//! Adjoint (back) projection: distributes acquisition-space values into the
//! reconstruction volume through the same kernel and anchors as the forward
//! projection, in the opposite direction.
//!
//! The pass runs in two gathers. First every padded voxel sums the acquisition
//! values anchored on it, then every reconstruction voxel correlates the binned
//! grid with the kernel. Neither step writes outside its own output voxel.

use crate::data_container::KernelTensor;
use crate::operators::executor::VoxelExecutor;
use crate::operators::geometry::SamplingGeometry;
use ndarray::{s, Array3, ArrayView3, Zip};

/// Value of reconstruction voxel `index` given the binned acquisition values:
/// `sum_t K[t] * binned[index + (k - 1 - t)]`.
pub fn adjoint_voxel(index: [usize; 3], flipped_kernel: ArrayView3<f64>, binned: ArrayView3<f64>) -> f64 {
    let (k0, k1, k2) = flipped_kernel.dim();
    let window = binned.slice(s![
        index[0]..index[0] + k0,
        index[1]..index[1] + k1,
        index[2]..index[2] + k2
    ]);
    Zip::from(&flipped_kernel)
        .and(&window)
        .fold(0.0, |acc, &w, &b| acc + w * b)
}

/// Maps acquisition-space quantities to reconstruction space. Owns the binning
/// scratch volume for its whole lifetime.
pub struct AdjointProjectionOperator<'a> {
    kernel: &'a KernelTensor,
    geometry: &'a SamplingGeometry,
    binned: Array3<f64>,
}

impl<'a> AdjointProjectionOperator<'a> {
    pub fn new(kernel: &'a KernelTensor, geometry: &'a SamplingGeometry) -> Self {
        let [p0, p1, p2] = geometry.padded_shape();
        AdjointProjectionOperator {
            kernel,
            geometry,
            binned: Array3::zeros((p0, p1, p2)),
        }
    }

    /// Writes the back-projection of `quantity` (acquisition shape) into
    /// `canvas` (reconstruction shape).
    pub fn apply(
        &mut self,
        executor: &dyn VoxelExecutor,
        quantity: ArrayView3<f64>,
        canvas: &mut Array3<f64>,
    ) {
        let [d0, d1, d2] = self.geometry.data_shape();
        let [r0, r1, r2] = self.geometry.reconstruction_shape();
        assert_eq!(quantity.dim(), (d0, d1, d2), "quantity shape");
        assert_eq!(canvas.dim(), (r0, r1, r2), "canvas shape");

        let geometry = self.geometry;
        executor.fill(&mut self.binned, &|index| geometry.bin_voxel(index, quantity));

        let flipped = self.kernel.weights().slice_move(s![..;-1, ..;-1, ..;-1]);
        let binned = self.binned.view();
        executor.fill(canvas, &|index| adjoint_voxel(index, flipped, binned));
    }
}

#[cfg(test)]
mod tests {
    use super::*;
    use crate::data_container::TransformMatrix;
    use crate::operators::executor::{RayonExecutor, SerialExecutor};
    use crate::operators::forward::ProjectionOperator;
    use approx::assert_relative_eq;
    use ndarray::ShapeBuilder;

    fn pseudo_random(shape: (usize, usize, usize), seed: f64) -> Array3<f64> {
        Array3::from_shape_fn(shape, |(z, y, x)| {
            let t = seed + 12.9898 * z as f64 + 78.233 * y as f64 + 37.719 * x as f64;
            (t.sin() * 43758.5453).fract().abs()
        })
    }

    fn inner(a: &Array3<f64>, b: &Array3<f64>) -> f64 {
        Zip::from(a).and(b).fold(0.0, |acc, &x, &y| acc + x * y)
    }

    fn assert_adjoint_consistent(data_shape: [usize; 3], kernel: KernelTensor, transform: TransformMatrix) {
        let geometry = SamplingGeometry::new(data_shape, &kernel, transform).unwrap();
        let [r0, r1, r2] = geometry.reconstruction_shape();
        let [d0, d1, d2] = data_shape;

        let x = pseudo_random((r0, r1, r2), 1.0);
        let y = pseudo_random((d0, d1, d2), 2.0);

        let executor = RayonExecutor::default();
        let mut forward_x = Array3::zeros((d0, d1, d2));
        ProjectionOperator::new(&kernel, &geometry).apply(&executor, x.view(), &mut forward_x);
        let mut adjoint_y = Array3::zeros((r0, r1, r2));
        AdjointProjectionOperator::new(&kernel, &geometry).apply(&executor, y.view(), &mut adjoint_y);

        assert_relative_eq!(inner(&forward_x, &y), inner(&x, &adjoint_y), max_relative = 1e-10);
    }

    #[test]
    fn test_adjoint_consistency_identity_box_kernel() {
        let kernel = KernelTensor::new(pseudo_random((3, 3, 3), 3.0)).unwrap();
        assert_adjoint_consistent([6, 5, 7], kernel, TransformMatrix::identity());
    }

    #[test]
    fn test_adjoint_consistency_skewed_transform_even_kernel() {
        let kernel = KernelTensor::new(pseudo_random((4, 2, 3), 4.0)).unwrap();
        let m = TransformMatrix::from_rows([[1.7, 0.0, 0.0], [0.0, 1.0, 0.0], [0.6, 0.0, 1.3]])
            .unwrap();
        assert_adjoint_consistent([7, 4, 6], kernel, m);
    }

    #[test]
    fn test_adjoint_consistency_compressing_transform() {
        let kernel = KernelTensor::new(pseudo_random((3, 1, 5), 5.0)).unwrap();
        let m = TransformMatrix::from_rows([[0.4, 0.0, 0.0], [0.0, 0.75, 0.0], [0.0, 0.2, 0.5]])
            .unwrap();
        assert_adjoint_consistent([9, 8, 10], kernel, m);
    }

    #[test]
    fn test_delta_kernel_with_identity_copies_quantity() {
        let kernel = KernelTensor::delta();
        let geometry =
            SamplingGeometry::new([2, 3, 4], &kernel, TransformMatrix::identity()).unwrap();
        let quantity = pseudo_random((2, 3, 4), 6.0);
        let mut canvas = Array3::zeros((2, 3, 4));
        AdjointProjectionOperator::new(&kernel, &geometry).apply(
            &SerialExecutor::default(),
            quantity.view(),
            &mut canvas,
        );
        assert_eq!(canvas, quantity);
    }

    #[test]
    fn test_quantity_layout_does_not_change_back_projection() {
        let kernel = KernelTensor::new(pseudo_random((3, 2, 3), 9.0)).unwrap();
        let m = TransformMatrix::from_rows([[1.4, 0.0, 0.0], [0.0, 1.0, 0.0], [0.3, 0.0, 1.0]])
            .unwrap();
        let geometry = SamplingGeometry::new([5, 4, 6], &kernel, m).unwrap();
        let [r0, r1, r2] = geometry.reconstruction_shape();
        let quantity = pseudo_random((5, 4, 6), 10.0);
        let mut fortran = Array3::zeros((5, 4, 6).f());
        fortran.assign(&quantity);

        let executor = RayonExecutor::default();
        let mut adjoint = AdjointProjectionOperator::new(&kernel, &geometry);
        let mut from_c_order = Array3::zeros((r0, r1, r2));
        adjoint.apply(&executor, quantity.view(), &mut from_c_order);
        let mut from_fortran = Array3::zeros((r0, r1, r2));
        adjoint.apply(&executor, fortran.view(), &mut from_fortran);
        assert_eq!(from_c_order, from_fortran);

        // every binned value is rewritten, nothing leaks between calls
        let mut from_zeros = Array3::zeros((r0, r1, r2));
        adjoint.apply(&executor, Array3::zeros((5, 4, 6)).view(), &mut from_zeros);
        assert!(from_zeros.iter().all(|&v| v == 0.0));
    }

    #[test]
    fn test_serial_and_parallel_back_projection_agree() {
        let kernel = KernelTensor::new(pseudo_random((3, 3, 3), 7.0)).unwrap();
        let m = TransformMatrix::from_rows([[1.2, 0.0, 0.0], [0.0, 1.0, 0.0], [0.4, 0.0, 0.8]])
            .unwrap();
        let geometry = SamplingGeometry::new([10, 9, 11], &kernel, m).unwrap();
        let [r0, r1, r2] = geometry.reconstruction_shape();
        let quantity = pseudo_random((10, 9, 11), 8.0);

        let mut adjoint = AdjointProjectionOperator::new(&kernel, &geometry);
        let mut serial = Array3::zeros((r0, r1, r2));
        adjoint.apply(&SerialExecutor::default(), quantity.view(), &mut serial);
        let mut parallel = Array3::zeros((r0, r1, r2));
        adjoint.apply(&RayonExecutor::default(), quantity.view(), &mut parallel);

        assert_eq!(serial, parallel);
    }
}
//! # voxel_loops
//!
//! Small loop utilities for dense 3D volumes stored in C order.
//!
//! The crate provides:
//!
//! - [`TileGrid`], a decomposition of a 3D index space into cubic tiles with
//!   ceil-divided grid dimensions, so the tiles exactly cover the shape
//! - [`fill_tiled`] and [`par_fill_tiled`], which evaluate a per-voxel function
//!   for every index of the space and write the result into a flat buffer,
//!   either on the calling thread or on the Rayon thread pool
//! - [`try_for_each_cancellable`], a sequential loop that stops at the next
//!   item boundary once an abort flag is raised, or on the first error
//!
//! Both fill functions visit the same tiles and call the voxel function with the
//! same indices, so a pure voxel function yields bit-identical buffers whichever
//! one is used. Returning from [`par_fill_tiled`] means every voxel is written.
//!
//! ## Example
//!
//! ```
//! use voxel_loops::{par_fill_tiled, DEFAULT_TILE};
//!
//! let shape = [3, 4, 5];
//! let mut out = vec![0usize; 3 * 4 * 5];
//!
//! par_fill_tiled(&mut out, shape, DEFAULT_TILE, |[z, y, x]| (z * 4 + y) * 5 + x);
//!
//! // every slot holds its own flat index
//! assert!(out.iter().enumerate().all(|(i, v)| i == *v));
//! ```

use rayon::prelude::*;
use std::ops::Range;
use std::sync::atomic::{AtomicBool, Ordering};

/// Tile edge length used per axis unless a caller asks for another one.
pub const DEFAULT_TILE: usize = 8;

/// Decomposition of a 3D index space into cubic tiles.
///
/// The grid dimensions are the ceil-divided shape, so boundary tiles may be
/// partial but the union of all tiles is exactly the index space.
#[derive(Debug, Clone, Copy, PartialEq, Eq)]
pub struct TileGrid {
    shape: [usize; 3],
    tile: usize,
}

impl TileGrid {
    /// Creates a grid for `shape`. A tile size of zero is treated as one.
    pub fn new(shape: [usize; 3], tile: usize) -> Self {
        TileGrid {
            shape,
            tile: tile.max(1),
        }
    }

    pub fn shape(&self) -> [usize; 3] {
        self.shape
    }

    pub fn tile(&self) -> usize {
        self.tile
    }

    /// Number of tiles along each axis.
    ///
    /// ```
    /// use voxel_loops::TileGrid;
    ///
    /// let grid = TileGrid::new([17, 8, 1], 8);
    /// assert_eq!(grid.dims(), [3, 1, 1]);
    /// ```
    pub fn dims(&self) -> [usize; 3] {
        self.shape.map(|n| n.div_ceil(self.tile))
    }

    /// Total number of tiles.
    pub fn len(&self) -> usize {
        self.dims().iter().product()
    }

    pub fn is_empty(&self) -> bool {
        self.len() == 0
    }

    /// Index ranges covered by the tile at grid position `tile_index`.
    pub fn tile_bounds(&self, tile_index: [usize; 3]) -> [Range<usize>; 3] {
        let mut bounds = [0..0, 0..0, 0..0];
        for axis in 0..3 {
            let start = (tile_index[axis] * self.tile).min(self.shape[axis]);
            let end = (start + self.tile).min(self.shape[axis]);
            bounds[axis] = start..end;
        }
        bounds
    }

    /// Iterates over all grid positions in C order.
    pub fn tiles(&self) -> impl Iterator<Item = [usize; 3]> + '_ {
        let [g0, g1, g2] = self.dims();
        (0..g0).flat_map(move |tz| (0..g1).flat_map(move |ty| (0..g2).map(move |tx| [tz, ty, tx])))
    }

    /// Number of buffer elements in one slab, i.e. one layer of tiles along axis 0.
    fn slab_len(&self) -> usize {
        self.tile * self.shape[1] * self.shape[2]
    }
}

/// Evaluates `func` for every index of `shape` on the calling thread, writing the
/// results into `out` (C order).
///
/// # Panics
///
/// Panics if `out.len()` is not the number of elements in `shape`.
///
/// # Examples
///
/// ```
/// use voxel_loops::fill_tiled;
///
/// let mut visited = 0;
/// let mut out = vec![0.0f64; 2 * 3 * 4];
/// fill_tiled(&mut out, [2, 3, 4], 2, |[z, _, _]| {
///     visited += 1;
///     z as f64
/// });
///
/// assert_eq!(visited, 24);
/// assert_eq!(out[0], 0.0);
/// assert_eq!(out[23], 1.0);
/// ```
pub fn fill_tiled<T, F>(out: &mut [T], shape: [usize; 3], tile: usize, mut func: F)
where
    F: FnMut([usize; 3]) -> T,
{
    let grid = checked_grid(out.len(), shape, tile);
    let slab_len = grid.slab_len();
    if slab_len == 0 || out.is_empty() {
        return;
    }
    for (slab, chunk) in out.chunks_mut(slab_len).enumerate() {
        fill_slab(chunk, slab, &grid, &mut func);
    }
}

/// Evaluates `func` for every index of `shape` on the Rayon thread pool, writing
/// the results into `out` (C order).
///
/// Work is split into slabs of tiles along axis 0; each slab is a contiguous part
/// of `out`, so no two workers ever touch the same element. The call returns only
/// after every element has been written.
///
/// # Panics
///
/// Panics if `out.len()` is not the number of elements in `shape`.
pub fn par_fill_tiled<T, F>(out: &mut [T], shape: [usize; 3], tile: usize, func: F)
where
    T: Send,
    F: Fn([usize; 3]) -> T + Sync,
{
    let grid = checked_grid(out.len(), shape, tile);
    let slab_len = grid.slab_len();
    if slab_len == 0 || out.is_empty() {
        return;
    }
    out.par_chunks_mut(slab_len)
        .enumerate()
        .for_each(|(slab, chunk)| fill_slab(chunk, slab, &grid, &mut |index| func(index)));
}

fn checked_grid(len: usize, shape: [usize; 3], tile: usize) -> TileGrid {
    let expected: usize = shape.iter().product();
    assert_eq!(
        len, expected,
        "buffer of length {len} does not match shape {shape:?}"
    );
    TileGrid::new(shape, tile)
}

/// Fills the tiles of slab `slab`, whose elements start at `chunk[0]`.
fn fill_slab<T, F>(chunk: &mut [T], slab: usize, grid: &TileGrid, func: &mut F)
where
    F: FnMut([usize; 3]) -> T,
{
    let [_, d1, d2] = grid.shape;
    let [_, g1, g2] = grid.dims();
    let z0 = slab * grid.tile;
    for ty in 0..g1 {
        for tx in 0..g2 {
            let [zs, ys, xs] = grid.tile_bounds([slab, ty, tx]);
            for z in zs {
                for y in ys.clone() {
                    let row = ((z - z0) * d1 + y) * d2;
                    for x in xs.clone() {
                        chunk[row + x] = func([z, y, x]);
                    }
                }
            }
        }
    }
}

/// Executes a sequential, fallible loop that can be cancelled via an abort flag.
///
/// The flag is checked before every item, never while `func` runs, so an item is
/// either processed completely or not at all. The first error returned by `func`
/// ends the loop. The flag is left untouched; the owner of the flag resets it.
///
/// # Returns
///
/// `Ok(true)` if the iterator was exhausted, `Ok(false)` if the loop stopped on
/// the flag, or the first error of `func`.
///
/// # Examples
///
/// ```
/// use std::sync::atomic::{AtomicBool, Ordering};
/// use voxel_loops::try_for_each_cancellable;
///
/// let abort_flag = AtomicBool::new(false);
/// let mut sum = 0;
///
/// let finished = try_for_each_cancellable(1..=10, &abort_flag, |i| {
///     sum += i;
///     if sum >= 15 {
///         abort_flag.store(true, Ordering::Relaxed);
///     }
///     Ok::<(), String>(())
/// });
///
/// assert_eq!(finished, Ok(false));
/// assert_eq!(sum, 15);
///
/// let failed = try_for_each_cancellable(1..=10, &AtomicBool::new(false), |i| {
///     if i == 3 { Err(i) } else { Ok(()) }
/// });
/// assert_eq!(failed, Err(3));
/// ```
pub fn try_for_each_cancellable<I, F, T, E>(
    iter: I,
    abort_flag: &AtomicBool,
    mut func: F,
) -> Result<bool, E>
where
    I: IntoIterator<Item = T>,
    F: FnMut(T) -> Result<(), E>,
{
    for item in iter {
        if abort_flag.load(Ordering::Relaxed) {
            return Ok(false);
        }
        func(item)?;
    }
    Ok(true)
}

= TASK REQUIREMENTS =
Output exactly the lines of the material above from the one containing "as the forward" up to and including the one containing "use crate::data_container::KernelTensor;".

= OUTPUT FOR THIS EXERCISE =
//! reconstruction volume through the same kernel and anchors as the forward
//! projection, in the opposite direction.
//!
//! The pass runs in two gathers. First every padded voxel sums the acquisition
//! values anchored on it, then every reconstruction voxel correlates the binned
//! grid with the kernel. Neither step writes outside its own output voxel.

use crate::data_container::KernelTensor;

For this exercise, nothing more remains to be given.